From the listing below, copy out every line where the word "StdRng" appears.

========================

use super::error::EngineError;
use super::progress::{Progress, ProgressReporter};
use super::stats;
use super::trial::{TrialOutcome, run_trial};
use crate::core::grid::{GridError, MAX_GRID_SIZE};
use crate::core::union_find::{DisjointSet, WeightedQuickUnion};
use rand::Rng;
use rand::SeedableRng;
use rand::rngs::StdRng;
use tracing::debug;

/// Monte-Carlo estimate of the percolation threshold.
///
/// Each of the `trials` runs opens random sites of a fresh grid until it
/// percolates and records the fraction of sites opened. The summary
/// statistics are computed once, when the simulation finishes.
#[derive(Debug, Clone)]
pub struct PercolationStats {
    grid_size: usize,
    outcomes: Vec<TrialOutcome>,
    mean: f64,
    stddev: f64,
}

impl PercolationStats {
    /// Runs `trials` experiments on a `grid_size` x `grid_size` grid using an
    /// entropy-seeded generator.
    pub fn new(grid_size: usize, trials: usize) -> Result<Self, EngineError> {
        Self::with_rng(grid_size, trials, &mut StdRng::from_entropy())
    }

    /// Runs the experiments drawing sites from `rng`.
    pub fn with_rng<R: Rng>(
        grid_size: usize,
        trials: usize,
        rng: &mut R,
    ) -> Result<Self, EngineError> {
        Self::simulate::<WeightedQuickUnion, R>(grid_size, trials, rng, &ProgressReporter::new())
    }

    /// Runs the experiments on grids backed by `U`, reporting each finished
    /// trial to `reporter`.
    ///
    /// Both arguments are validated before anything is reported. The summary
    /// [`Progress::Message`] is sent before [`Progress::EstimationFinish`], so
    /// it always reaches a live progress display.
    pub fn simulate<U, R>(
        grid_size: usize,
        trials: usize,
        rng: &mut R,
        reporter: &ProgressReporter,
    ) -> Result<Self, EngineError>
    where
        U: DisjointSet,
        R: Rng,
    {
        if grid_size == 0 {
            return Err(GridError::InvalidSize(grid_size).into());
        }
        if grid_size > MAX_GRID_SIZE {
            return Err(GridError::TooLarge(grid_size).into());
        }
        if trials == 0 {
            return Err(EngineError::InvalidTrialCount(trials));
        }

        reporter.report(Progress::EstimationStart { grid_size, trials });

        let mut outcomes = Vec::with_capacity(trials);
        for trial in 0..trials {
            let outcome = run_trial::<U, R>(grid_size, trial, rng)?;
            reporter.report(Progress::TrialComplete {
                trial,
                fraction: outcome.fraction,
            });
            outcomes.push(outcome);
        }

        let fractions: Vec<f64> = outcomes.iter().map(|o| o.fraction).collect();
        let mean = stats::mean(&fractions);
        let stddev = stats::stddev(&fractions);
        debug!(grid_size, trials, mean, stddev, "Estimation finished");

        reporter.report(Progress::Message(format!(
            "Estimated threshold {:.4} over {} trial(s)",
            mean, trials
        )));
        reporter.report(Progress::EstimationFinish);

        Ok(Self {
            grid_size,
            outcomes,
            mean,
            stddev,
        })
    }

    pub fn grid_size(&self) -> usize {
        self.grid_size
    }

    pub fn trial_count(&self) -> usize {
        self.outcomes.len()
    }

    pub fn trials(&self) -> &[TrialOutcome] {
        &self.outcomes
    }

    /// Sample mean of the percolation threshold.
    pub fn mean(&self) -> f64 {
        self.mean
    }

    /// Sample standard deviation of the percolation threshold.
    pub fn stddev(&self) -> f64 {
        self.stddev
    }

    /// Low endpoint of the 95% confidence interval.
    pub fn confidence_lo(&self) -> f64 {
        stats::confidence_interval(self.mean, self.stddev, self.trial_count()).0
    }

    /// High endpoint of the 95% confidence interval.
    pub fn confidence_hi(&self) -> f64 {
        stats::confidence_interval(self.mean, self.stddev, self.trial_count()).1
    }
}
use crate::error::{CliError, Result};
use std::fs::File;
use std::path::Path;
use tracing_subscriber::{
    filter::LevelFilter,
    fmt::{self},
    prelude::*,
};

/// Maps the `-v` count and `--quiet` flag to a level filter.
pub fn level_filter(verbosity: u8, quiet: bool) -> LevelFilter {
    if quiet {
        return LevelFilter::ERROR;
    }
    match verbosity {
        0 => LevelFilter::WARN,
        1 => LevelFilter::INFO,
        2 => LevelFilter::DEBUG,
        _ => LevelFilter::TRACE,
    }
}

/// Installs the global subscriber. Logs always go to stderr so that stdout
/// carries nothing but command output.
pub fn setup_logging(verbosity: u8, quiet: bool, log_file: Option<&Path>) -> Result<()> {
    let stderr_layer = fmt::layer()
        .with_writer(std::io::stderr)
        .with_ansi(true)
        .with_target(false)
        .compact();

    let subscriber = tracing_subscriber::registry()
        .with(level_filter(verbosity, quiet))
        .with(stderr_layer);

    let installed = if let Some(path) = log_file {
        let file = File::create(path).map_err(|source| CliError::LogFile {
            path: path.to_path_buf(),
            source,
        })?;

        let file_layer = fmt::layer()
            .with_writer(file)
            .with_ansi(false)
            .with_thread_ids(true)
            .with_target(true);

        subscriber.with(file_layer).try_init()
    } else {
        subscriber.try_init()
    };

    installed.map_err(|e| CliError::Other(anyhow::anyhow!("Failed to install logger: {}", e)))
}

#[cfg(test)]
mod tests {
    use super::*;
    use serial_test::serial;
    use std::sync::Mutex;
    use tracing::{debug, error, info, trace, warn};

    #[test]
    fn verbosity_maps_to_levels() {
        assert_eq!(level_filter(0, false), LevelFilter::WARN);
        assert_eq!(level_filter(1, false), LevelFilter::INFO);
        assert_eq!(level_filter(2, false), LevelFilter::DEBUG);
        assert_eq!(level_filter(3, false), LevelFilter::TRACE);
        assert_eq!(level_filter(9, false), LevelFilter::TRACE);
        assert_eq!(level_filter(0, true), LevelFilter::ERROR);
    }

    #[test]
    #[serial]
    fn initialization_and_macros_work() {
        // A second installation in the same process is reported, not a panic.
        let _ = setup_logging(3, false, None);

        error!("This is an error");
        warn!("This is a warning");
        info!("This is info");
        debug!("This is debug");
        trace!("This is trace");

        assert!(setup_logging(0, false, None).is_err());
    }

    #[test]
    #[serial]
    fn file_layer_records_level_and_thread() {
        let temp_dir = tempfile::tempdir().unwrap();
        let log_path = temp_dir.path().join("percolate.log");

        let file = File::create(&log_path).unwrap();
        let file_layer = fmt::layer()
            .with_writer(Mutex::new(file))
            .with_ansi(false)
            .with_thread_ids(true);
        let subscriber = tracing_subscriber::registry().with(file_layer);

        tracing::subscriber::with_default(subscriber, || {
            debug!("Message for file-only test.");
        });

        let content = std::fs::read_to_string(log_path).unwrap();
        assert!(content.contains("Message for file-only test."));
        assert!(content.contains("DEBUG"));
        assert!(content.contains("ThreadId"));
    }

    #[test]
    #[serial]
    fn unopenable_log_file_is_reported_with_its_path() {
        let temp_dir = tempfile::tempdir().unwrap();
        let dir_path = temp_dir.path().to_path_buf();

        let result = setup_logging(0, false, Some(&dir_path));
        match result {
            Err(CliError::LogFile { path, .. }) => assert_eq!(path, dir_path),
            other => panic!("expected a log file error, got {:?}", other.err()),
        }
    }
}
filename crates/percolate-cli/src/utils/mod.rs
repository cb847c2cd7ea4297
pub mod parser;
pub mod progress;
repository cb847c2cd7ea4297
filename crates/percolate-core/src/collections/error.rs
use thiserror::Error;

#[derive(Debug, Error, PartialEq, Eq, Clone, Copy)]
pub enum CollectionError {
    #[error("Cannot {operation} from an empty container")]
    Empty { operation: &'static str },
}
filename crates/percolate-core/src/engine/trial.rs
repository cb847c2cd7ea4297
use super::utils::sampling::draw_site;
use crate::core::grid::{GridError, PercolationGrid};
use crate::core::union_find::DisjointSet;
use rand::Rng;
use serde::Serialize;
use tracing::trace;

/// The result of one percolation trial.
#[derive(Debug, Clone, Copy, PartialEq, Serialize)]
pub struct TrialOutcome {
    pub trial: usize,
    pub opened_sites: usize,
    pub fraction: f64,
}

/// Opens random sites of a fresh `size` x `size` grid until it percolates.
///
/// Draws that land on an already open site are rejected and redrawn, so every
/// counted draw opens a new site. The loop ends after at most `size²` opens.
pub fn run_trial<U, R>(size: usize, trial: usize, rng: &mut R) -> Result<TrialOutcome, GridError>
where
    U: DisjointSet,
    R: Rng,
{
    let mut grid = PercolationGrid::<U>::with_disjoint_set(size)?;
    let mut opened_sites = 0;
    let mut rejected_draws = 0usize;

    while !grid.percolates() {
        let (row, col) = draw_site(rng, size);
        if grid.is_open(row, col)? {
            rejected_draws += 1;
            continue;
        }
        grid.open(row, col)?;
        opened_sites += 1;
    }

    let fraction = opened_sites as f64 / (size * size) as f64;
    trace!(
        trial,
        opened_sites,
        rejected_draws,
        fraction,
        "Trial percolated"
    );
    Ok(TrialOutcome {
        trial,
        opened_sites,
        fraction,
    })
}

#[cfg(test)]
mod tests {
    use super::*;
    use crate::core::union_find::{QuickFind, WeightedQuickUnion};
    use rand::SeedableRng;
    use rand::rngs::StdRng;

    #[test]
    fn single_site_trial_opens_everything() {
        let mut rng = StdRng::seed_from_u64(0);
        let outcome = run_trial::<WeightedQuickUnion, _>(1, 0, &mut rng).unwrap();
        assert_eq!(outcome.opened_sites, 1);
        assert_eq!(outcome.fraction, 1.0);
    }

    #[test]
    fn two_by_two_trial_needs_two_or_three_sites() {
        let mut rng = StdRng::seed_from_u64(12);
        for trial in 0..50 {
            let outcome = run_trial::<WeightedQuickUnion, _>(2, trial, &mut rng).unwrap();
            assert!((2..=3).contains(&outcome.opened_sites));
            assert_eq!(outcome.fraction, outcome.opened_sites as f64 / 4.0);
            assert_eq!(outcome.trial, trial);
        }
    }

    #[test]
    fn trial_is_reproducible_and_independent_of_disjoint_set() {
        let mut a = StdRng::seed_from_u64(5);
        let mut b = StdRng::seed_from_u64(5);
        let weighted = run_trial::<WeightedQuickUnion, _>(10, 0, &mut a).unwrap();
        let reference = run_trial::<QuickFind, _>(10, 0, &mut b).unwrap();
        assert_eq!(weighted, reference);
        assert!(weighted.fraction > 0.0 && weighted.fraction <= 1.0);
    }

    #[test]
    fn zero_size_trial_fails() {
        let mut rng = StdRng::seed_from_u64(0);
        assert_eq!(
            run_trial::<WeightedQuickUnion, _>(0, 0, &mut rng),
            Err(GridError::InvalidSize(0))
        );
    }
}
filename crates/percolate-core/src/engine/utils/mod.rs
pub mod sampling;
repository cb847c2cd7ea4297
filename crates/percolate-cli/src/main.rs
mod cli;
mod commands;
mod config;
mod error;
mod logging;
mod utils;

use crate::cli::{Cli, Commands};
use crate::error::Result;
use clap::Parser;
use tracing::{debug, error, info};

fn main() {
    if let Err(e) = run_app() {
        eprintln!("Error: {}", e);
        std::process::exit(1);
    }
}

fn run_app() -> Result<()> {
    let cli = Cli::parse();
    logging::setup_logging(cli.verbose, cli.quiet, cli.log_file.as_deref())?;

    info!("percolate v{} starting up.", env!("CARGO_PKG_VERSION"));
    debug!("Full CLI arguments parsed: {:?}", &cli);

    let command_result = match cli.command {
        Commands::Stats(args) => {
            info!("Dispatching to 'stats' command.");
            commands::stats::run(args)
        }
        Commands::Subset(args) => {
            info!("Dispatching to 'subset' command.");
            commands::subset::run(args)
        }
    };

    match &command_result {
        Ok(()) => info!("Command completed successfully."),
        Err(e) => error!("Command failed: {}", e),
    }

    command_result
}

========================

▶ REPLY
use rand::rngs::StdRng;
        Self::with_rng(grid_size, trials, &mut StdRng::from_entropy())
    use rand::rngs::StdRng;
        let mut rng = StdRng::seed_from_u64(0);
        let mut rng = StdRng::seed_from_u64(12);
        let mut a = StdRng::seed_from_u64(5);
        let mut b = StdRng::seed_from_u64(5);
        let mut rng = StdRng::seed_from_u64(0);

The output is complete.